//! Shared "listing -> chart" logic used by both CLI and TUI front-ends.
//!
//! Keeping this in one place avoids duplicating the core workflow:
//! lookup -> rule -> raw history -> series + ceiling -> chart
//!
//! The CLI and the TUI can then focus on presentation (printing vs widgets).

use tracing::{info, warn};

use crate::chart::{build_chart, normalize_series, validate_ceiling};
use crate::domain::{ChartRules, ListingRecord, ListingView};
use crate::error::AppError;
use crate::io::listing::{ListingStore, raw_history, resolve_ceiling};

/// Find a listing and build its view.
pub fn lookup_view(store: &ListingStore, listing_id: &str, rules: &ChartRules) -> Result<ListingView, AppError> {
    let record = store
        .find(listing_id)
        .cloned()
        .ok_or_else(|| AppError::new(3, "No listing found with that ID."))?;
    build_view(record, rules)
}

/// Turn one stored record into a resolved view.
///
/// An unknown rule still yields a view (so the summary can be shown) but no
/// ceiling and no chart.
pub fn build_view(record: ListingRecord, rules: &ChartRules) -> Result<ListingView, AppError> {
    let rule = record.rule();
    let history = raw_history(&record)?;

    let Some(labels) = rule.series_labels() else {
        warn!(listing_id = %record.listing_id, rule = ?record.gouging_rule, "unknown gouging rule; chart skipped");
        return Ok(ListingView {
            record,
            rule,
            history,
            ceiling: None,
            chart: None,
        });
    };

    let series = normalize_series(labels, &history)?;
    let ceiling = validate_ceiling(resolve_ceiling(&record, rule, rules))?;
    let chart = build_chart(&series, ceiling, rules);

    info!(
        listing_id = %record.listing_id,
        rule = rule.display_name(),
        points = series.len(),
        ceiling = ceiling.map(|c| c.value()),
        "listing charted"
    );

    Ok(ListingView {
        record,
        rule,
        history,
        ceiling,
        chart: Some(chart),
    })
}
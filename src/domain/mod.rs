//! Domain types used throughout the pipeline.
//!
//! This module defines:
//!
//! - the boundary listing record (`ListingRecord`) and rule enum (`GougingRule`)
//! - validated chart inputs (`Observation`, `Series`, `Ceiling`, `ChartRules`)
//! - chart outputs (`ChartSpec` and its parts)

pub mod types;

pub use types::*;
• • • • • • •
Go through the listing, and whenever a line contains the string "ListingView", copy that line.

use crate::domain::{ChartRules, ListingRecord, ListingView};
pub fn lookup_view(store: &ListingStore, listing_id: &str, rules: &ChartRules) -> Result<ListingView, AppError> {
pub fn build_view(record: ListingRecord, rules: &ChartRules) -> Result<ListingView, AppError> {
        return Ok(ListingView {
    Ok(ListingView {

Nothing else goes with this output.